Project Lessons from the ProPublica/OpenNews Popup News Apps Team

Process, Realistic Expectations, and Building a Team in Two Days

As the central task of their orientation week, the six 2014 OpenNews Fellows designed and built out a news app in a two-day hackathon with the guidance of ProPublica’s Al Shaw—and an assist from 2013 Fellow Mike Tigas. At the end of the hackathon, Shaw, the project’s on-site leader, took the work back to ProPublica to do the reporting work and refinements needed to get it ready to publish.

The resulting news app—and Shaw’s primer/oral history, “How to Make a News App in Two Days, as Told by Six People Who Tried It for the First Time”—went live today, and here we offer a few more lessons from the fellows, along with OpenNews Director Dan Sinker’s insights on how the project came together. Here’s Dan:

Two weeks ago, we brought the 2014 Knight-Mozilla Fellows to an unbelievably sunny and warm San Francisco to meet each other, learn some new things, and build something together. Our fellows spend most of their ten months away from each other, working in collaboration with their host news parters. So job one for a week like this is to get them thinking of themselves as cohort, collaborators, and—hopefully—friends. That’s a big ask: turning total strangers into trusted colleagues in four days.

While we covered a lot of ground during our onboarding week—literally, crisscrossing the Bay daily—the centerpiece was the two days we devoted to working together. Last year, we structured those work days as hack days, with idea pitches in the morning, organic team formation, and heads-down working from there on. It worked well, but this year we wanted to get the fellows working together as a cohesive team, and the hack day model works better for smaller groups working in parallel on different things—and not everything comes together at the end.

Scott Klein, who runs news apps at ProPublica, helped me think through the problem. With six Fellows and two days, could we make something cohesive and concrete? Scott pitched that we form a popup news apps team and build an app that ProPublica would publish.

ProPublica’s Al Shaw came to SF with a guide on how his team approaches news apps (now available in his article on the event and the app-building process) and introduced the team to the dataset they’d work with—a database of tire safety ratings. They were all-in at the deep end of the pool: They didn’t know the data (someone even asked if cars came with tires), they didn’t know the approach, and they didn’t know each other

But it worked. When you attend a hack day, you play to your strengths: you find people that have interests you do, and you build something that’s fairly bounded in your comfort zone. This exercise took everyone far outside of comfort almost immediately, and showed them that the only way back was to rely on each other. It also produced a pretty great, simple app. Al has the full development story, and we’ve also collected a few additional insights from the Fellows immediately after the event.
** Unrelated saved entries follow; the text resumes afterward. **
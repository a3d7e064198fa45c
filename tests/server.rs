//! End-to-end tests for the A2A server
//!
//! Drives the axum router directly with scripted completion backends; no
//! network and no real model calls.

use async_trait::async_trait;
use axum::body::Body;
use axum::http::{header, Request, StatusCode};
use serde_json::{json, Value};
use tower::ServiceExt;

use a2a_qa_agent::agent::QaAgent;
use a2a_qa_agent::llm::{Completion, CompletionError};
use a2a_qa_agent::server::{agent_card, build_router, AppState};

/// Completion backend that echoes the prompt after a short pause
struct EchoCompletion;

#[async_trait]
impl Completion for EchoCompletion {
    async fn complete(&self, prompt: &str) -> Result<String, CompletionError> {
        tokio::time::sleep(std::time::Duration::from_millis(10)).await;
        Ok(format!("echo: {}", prompt))
    }
}

/// Completion backend that always fails with a transport-style error
struct FailingCompletion;

#[async_trait]
impl Completion for FailingCompletion {
    async fn complete(&self, _prompt: &str) -> Result<String, CompletionError> {
        Err(CompletionError::Api {
            status: 502,
            body: "connection reset by upstream".to_string(),
        })
    }
}

fn test_router(llm: impl Completion) -> axum::Router {
    let state = AppState::new(
        QaAgent::new(llm),
        agent_card("http://127.0.0.1:9009/"),
    );
    build_router(state)
}

fn rpc_request(body: Value) -> Request<Body> {
    Request::builder()
        .method("POST")
        .uri("/")
        .header(header::CONTENT_TYPE, "application/json")
        .body(Body::from(body.to_string()))
        .expect("request")
}

fn send_body(text: &str, id: u64) -> Value {
    json!({
        "jsonrpc": "2.0",
        "method": "message/send",
        "params": {
            "message": {
                "role": "user",
                "parts": [{"text": text}]
            }
        },
        "id": id
    })
}

async fn response_json(response: axum::response::Response) -> Value {
    let bytes = axum::body::to_bytes(response.into_body(), usize::MAX)
        .await
        .expect("body");
    serde_json::from_slice(&bytes).expect("json body")
}

#[tokio::test]
async fn test_agent_card_endpoint() {
    let app = test_router(EchoCompletion);

    let request = Request::builder()
        .uri("/.well-known/agent-card.json")
        .body(Body::empty())
        .expect("request");

    let response = app.oneshot(request).await.expect("response");
    assert_eq!(response.status(), StatusCode::OK);

    let card = response_json(response).await;
    assert_eq!(card["name"], "General QA Agent");
    assert_eq!(card["capabilities"]["streaming"], true);
    assert_eq!(card["skills"].as_array().expect("skills").len(), 1);
    assert_eq!(card["skills"][0]["id"], "general-qa");
}

#[tokio::test]
async fn test_health_endpoint() {
    let app = test_router(EchoCompletion);

    let request = Request::builder()
        .uri("/health")
        .body(Body::empty())
        .expect("request");

    let response = app.oneshot(request).await.expect("response");
    assert_eq!(response.status(), StatusCode::OK);

    let body = response_json(response).await;
    assert_eq!(body["status"], "ok");
}

#[tokio::test]
async fn test_message_send_returns_response_artifact() {
    let app = test_router(EchoCompletion);

    let response = app
        .oneshot(rpc_request(send_body("What is Rust?", 1)))
        .await
        .expect("response");
    assert_eq!(response.status(), StatusCode::OK);

    let body = response_json(response).await;
    assert!(body["error"].is_null());

    let task = &body["result"];
    assert_eq!(task["status"]["state"], "completed");

    let artifacts = task["artifacts"].as_array().expect("artifacts");
    assert_eq!(artifacts.len(), 1);
    assert_eq!(artifacts[0]["name"], "Response");
    assert_eq!(artifacts[0]["parts"][0]["text"], "echo: What is Rust?");

    // The inbound message is recorded in history
    assert_eq!(task["history"][0]["role"], "user");
}

#[tokio::test]
async fn test_message_send_failure_returns_error_artifact() {
    let app = test_router(FailingCompletion);

    let response = app
        .oneshot(rpc_request(send_body("hello", 2)))
        .await
        .expect("response");

    let body = response_json(response).await;
    assert!(body["error"].is_null());

    // The turn still completes; the failure is an ordinary-looking artifact
    let task = &body["result"];
    assert_eq!(task["status"]["state"], "completed");

    let artifacts = task["artifacts"].as_array().expect("artifacts");
    assert_eq!(artifacts.len(), 1);
    assert_eq!(artifacts[0]["name"], "Error");

    let text = artifacts[0]["parts"][0]["text"].as_str().expect("text");
    assert!(text.contains("Error calling completion API"));
    assert!(text.contains("connection reset by upstream"));
}

#[tokio::test]
async fn test_concurrent_turns_are_isolated() {
    let app = test_router(EchoCompletion);

    let (left, right) = tokio::join!(
        app.clone().oneshot(rpc_request(send_body("first question", 10))),
        app.clone().oneshot(rpc_request(send_body("second question", 11))),
    );

    let left = response_json(left.expect("response")).await;
    let right = response_json(right.expect("response")).await;

    assert_eq!(
        left["result"]["artifacts"][0]["parts"][0]["text"],
        "echo: first question"
    );
    assert_eq!(
        right["result"]["artifacts"][0]["parts"][0]["text"],
        "echo: second question"
    );
    assert_ne!(left["result"]["id"], right["result"]["id"]);
}

#[tokio::test]
async fn test_tasks_get_roundtrip() {
    let app = test_router(EchoCompletion);

    let send_response = app
        .clone()
        .oneshot(rpc_request(send_body("remember me", 3)))
        .await
        .expect("response");
    let send_json = response_json(send_response).await;
    let task_id = send_json["result"]["id"].as_str().expect("task id");

    let get_response = app
        .oneshot(rpc_request(json!({
            "jsonrpc": "2.0",
            "method": "tasks/get",
            "params": {"taskId": task_id},
            "id": 4
        })))
        .await
        .expect("response");

    let body = response_json(get_response).await;
    assert_eq!(body["result"]["id"], task_id);
    assert_eq!(body["result"]["status"]["state"], "completed");
}

#[tokio::test]
async fn test_tasks_get_unknown_task() {
    let app = test_router(EchoCompletion);

    let response = app
        .oneshot(rpc_request(json!({
            "jsonrpc": "2.0",
            "method": "tasks/get",
            "params": {"taskId": "nonexistent"},
            "id": 5
        })))
        .await
        .expect("response");

    let body = response_json(response).await;
    assert_eq!(body["error"]["code"], -32001);
}

#[tokio::test]
async fn test_tasks_cancel_completed_task_rejected() {
    let app = test_router(EchoCompletion);

    let send_response = app
        .clone()
        .oneshot(rpc_request(send_body("done already", 6)))
        .await
        .expect("response");
    let send_json = response_json(send_response).await;
    let task_id = send_json["result"]["id"].as_str().expect("task id");

    let cancel_response = app
        .oneshot(rpc_request(json!({
            "jsonrpc": "2.0",
            "method": "tasks/cancel",
            "params": {"taskId": task_id},
            "id": 7
        })))
        .await
        .expect("response");

    let body = response_json(cancel_response).await;
    assert_eq!(body["error"]["code"], -32004);
}

#[tokio::test]
async fn test_unknown_method() {
    let app = test_router(EchoCompletion);

    let response = app
        .oneshot(rpc_request(json!({
            "jsonrpc": "2.0",
            "method": "unknown/method",
            "params": {},
            "id": 8
        })))
        .await
        .expect("response");

    let body = response_json(response).await;
    assert_eq!(body["error"]["code"], -32601);
}

#[tokio::test]
async fn test_invalid_jsonrpc_version() {
    let app = test_router(EchoCompletion);

    let response = app
        .oneshot(rpc_request(json!({
            "jsonrpc": "1.0",
            "method": "message/send",
            "params": {},
            "id": 9
        })))
        .await
        .expect("response");

    let body = response_json(response).await;
    assert_eq!(body["error"]["code"], -32600);
}

#[tokio::test]
async fn test_invalid_params() {
    let app = test_router(EchoCompletion);

    let response = app
        .oneshot(rpc_request(json!({
            "jsonrpc": "2.0",
            "method": "message/send",
            "params": {"not_a_message": true},
            "id": 12
        })))
        .await
        .expect("response");

    let body = response_json(response).await;
    assert_eq!(body["error"]["code"], -32602);
}

#[tokio::test]
async fn test_message_stream_event_order() {
    let app = test_router(EchoCompletion);

    let response = app
        .oneshot(rpc_request(json!({
            "jsonrpc": "2.0",
            "method": "message/stream",
            "params": {
                "message": {
                    "role": "user",
                    "parts": [{"text": "stream me"}]
                }
            },
            "id": 13
        })))
        .await
        .expect("response");

    assert_eq!(response.status(), StatusCode::OK);
    let content_type = response
        .headers()
        .get(header::CONTENT_TYPE)
        .and_then(|value| value.to_str().ok())
        .unwrap_or_default()
        .to_string();
    assert!(content_type.starts_with("text/event-stream"));

    let bytes = axum::body::to_bytes(response.into_body(), usize::MAX)
        .await
        .expect("body");
    let text = String::from_utf8(bytes.to_vec()).expect("utf8 body");

    // One event per SSE data frame, each wrapped in a JSON-RPC envelope
    let events: Vec<Value> = text
        .lines()
        .filter_map(|line| line.strip_prefix("data: "))
        .map(|data| serde_json::from_str::<Value>(data).expect("frame json"))
        .map(|frame| frame["result"].clone())
        .collect();

    assert_eq!(events.len(), 3);
    assert_eq!(events[0]["kind"], "status-update");
    assert_eq!(events[0]["status"]["state"], "working");
    assert_eq!(events[0]["final"], false);

    assert_eq!(events[1]["kind"], "artifact-update");
    assert_eq!(events[1]["artifact"]["name"], "Response");
    assert_eq!(events[1]["artifact"]["parts"][0]["text"], "echo: stream me");

    assert_eq!(events[2]["kind"], "status-update");
    assert_eq!(events[2]["status"]["state"], "completed");
    assert_eq!(events[2]["final"], true);
}

#[tokio::test]
async fn test_exactly_one_working_update_per_turn() {
    let app = test_router(FailingCompletion);

    let response = app
        .oneshot(rpc_request(json!({
            "jsonrpc": "2.0",
            "method": "message/stream",
            "params": {
                "message": {
                    "role": "user",
                    "parts": [{"text": "will fail"}]
                }
            },
            "id": 14
        })))
        .await
        .expect("response");

    let bytes = axum::body::to_bytes(response.into_body(), usize::MAX)
        .await
        .expect("body");
    let text = String::from_utf8(bytes.to_vec()).expect("utf8 body");

    let events: Vec<Value> = text
        .lines()
        .filter_map(|line| line.strip_prefix("data: "))
        .map(|data| serde_json::from_str::<Value>(data).expect("frame json"))
        .map(|frame| frame["result"].clone())
        .collect();

    let working_count = events
        .iter()
        .filter(|event| event["status"]["state"] == "working")
        .count();
    let artifact_count = events
        .iter()
        .filter(|event| event["kind"] == "artifact-update")
        .count();

    assert_eq!(working_count, 1);
    assert_eq!(artifact_count, 1);
    assert_eq!(events.last().expect("final event")["final"], true);

    // The working update comes before the artifact
    let working_index = events
        .iter()
        .position(|event| event["status"]["state"] == "working")
        .expect("working event");
    let artifact_index = events
        .iter()
        .position(|event| event["kind"] == "artifact-update")
        .expect("artifact event");
    assert!(working_index < artifact_index);
}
What Dirty Data Teaches You

Fellow Ben Chartoff, on the side benefits of data cleaning:

It was a lot of fun cleaning this data. I certainly came out with a lot more knowledge about tires (I knew essentially nothing beforehand), as well as a better grasp of regular expressions in Python plus a handful of other programming concepts.

I always feel that I only really get to know a data set if I spend time cleaning it. Not only do I get a better sense of the internal language of the data (whether it’s tire sizes or FIPS codes), I also get a sense of the patterns, or lack thereof, which can usually be traced back to patterns in the original, human, data entry. As dirty as any dataset is, it’s usually dirty over and over in the same ways—I saw plenty fields similar to “16”, for example, “14 inch”, “13-15”, “15+”, “17s & 18s”, etc which could be bulk processed by well-informed regex’s.

The better I understood the data, the faster I could parse it, and it let me whip up explanatory text (in the form of tooltips) with the confidence that comes from hours and hours, deep into dirty data.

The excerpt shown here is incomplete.